◆ Collected data ◆
//! Team and label commands

use super::common::HandlerContext;
use crate::auth::Scope;
use crate::auth::permission::{ADMIN_MANAGE_LABELS, ADMIN_MANAGE_TEAMS};
use crate::cli::output::OutputFormatter;
use crate::core::{Label, LabelColor, Team};
use crate::error::{BiletoError, Result};
use crate::storage::{Lookups, Repository};

pub fn handle_team_add(
    ctx: &HandlerContext,
    name: &str,
    responsible: bool,
    output: &OutputFormatter,
) -> Result<()> {
    ctx.admin(ADMIN_MANAGE_TEAMS)?;
    if ctx.storage.find_team_by_name(name)?.is_some() {
        return Err(BiletoError::AlreadyExists {
            kind: "Team",
            name: name.to_string(),
        });
    }

    let mut team = Team::new(name)?;
    team.is_responsible = responsible;
    ctx.storage.save(&team)?;

    if output.is_json() {
        output.print_json(&team)?;
    } else {
        output.success(&format!("Created team '{}'", team.name));
    }
    Ok(())
}

pub fn handle_team_list(ctx: &HandlerContext, output: &OutputFormatter) -> Result<()> {
    ctx.session()?;
    let mut teams = ctx.storage.load_all::<Team>()?;
    teams.sort_by(|a, b| a.name.cmp(&b.name));

    if output.is_json() {
        return output.print_json(&teams);
    }
    for team in &teams {
        let agents: Vec<String> = team.agents.iter().map(|id| ctx.email_of(id)).collect();
        let responsible = if team.is_responsible { " (responsible)" } else { "" };
        output.info(&format!("{}{responsible}: {}", team.name, agents.join(", ")));
    }
    Ok(())
}

/// Add an agent to a team; only users holding an agent role may join
pub fn handle_team_add_agent(
    ctx: &HandlerContext,
    team: &str,
    email: &str,
    output: &OutputFormatter,
) -> Result<()> {
    ctx.admin(ADMIN_MANAGE_TEAMS)?;
    let mut team = ctx
        .storage
        .find_team_by_name(team)?
        .ok_or_else(|| BiletoError::not_found("Team", team))?;
    let user = ctx.user(email)?;

    if !ctx.authorizer.is_agent(&user.id, Scope::Any) {
        return Err(BiletoError::Validation(format!("{} is not an agent", user.email)));
    }
    if !team.add_agent(user.id.clone()) {
        output.warning(&format!("{} is already in team '{}'", user.email, team.name));
        return Ok(());
    }
    ctx.storage.save(&team)?;

    if output.is_json() {
        output.print_json(&team)?;
    } else {
        output.success(&format!("Added {} to team '{}'", user.email, team.name));
    }
    Ok(())
}

pub fn handle_label_add(
    ctx: &HandlerContext,
    name: &str,
    color: &str,
    description: Option<&str>,
    output: &OutputFormatter,
) -> Result<()> {
    ctx.admin(ADMIN_MANAGE_LABELS)?;
    if ctx.storage.find_label_by_name(name)?.is_some() {
        return Err(BiletoError::AlreadyExists {
            kind: "Label",
            name: name.to_string(),
        });
    }

    let color: LabelColor = color.parse()?;
    let mut label = Label::new(name, color)?;
    label.description = description.unwrap_or_default().to_string();
    ctx.storage.save(&label)?;

    if output.is_json() {
        output.print_json(&label)?;
    } else {
        output.success(&format!("Created label '{}' ({})", label.name, label.color));
    }
    Ok(())
}

pub fn handle_label_list(ctx: &HandlerContext, output: &OutputFormatter) -> Result<()> {
    ctx.session()?;
    let mut labels = ctx.storage.load_all::<Label>()?;
    labels.sort_by(|a, b| a.name.cmp(&b.name));

    if output.is_json() {
        return output.print_json(&labels);
    }
    for label in &labels {
        if label.description.is_empty() {
            output.info(&format!("{} ({})", label.name, label.color));
        } else {
            output.info(&format!("{} ({}): {}", label.name, label.color, label.description));
        }
    }
    Ok(())
}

◆ Problem ◆
Lines holding "join": copy each one from the records above.

◆ Exercise output ◆
        output.info(&format!("{}{responsible}: {}", team.name, agents.join(", ")));
/// Add an agent to a team; only users holding an agent role may join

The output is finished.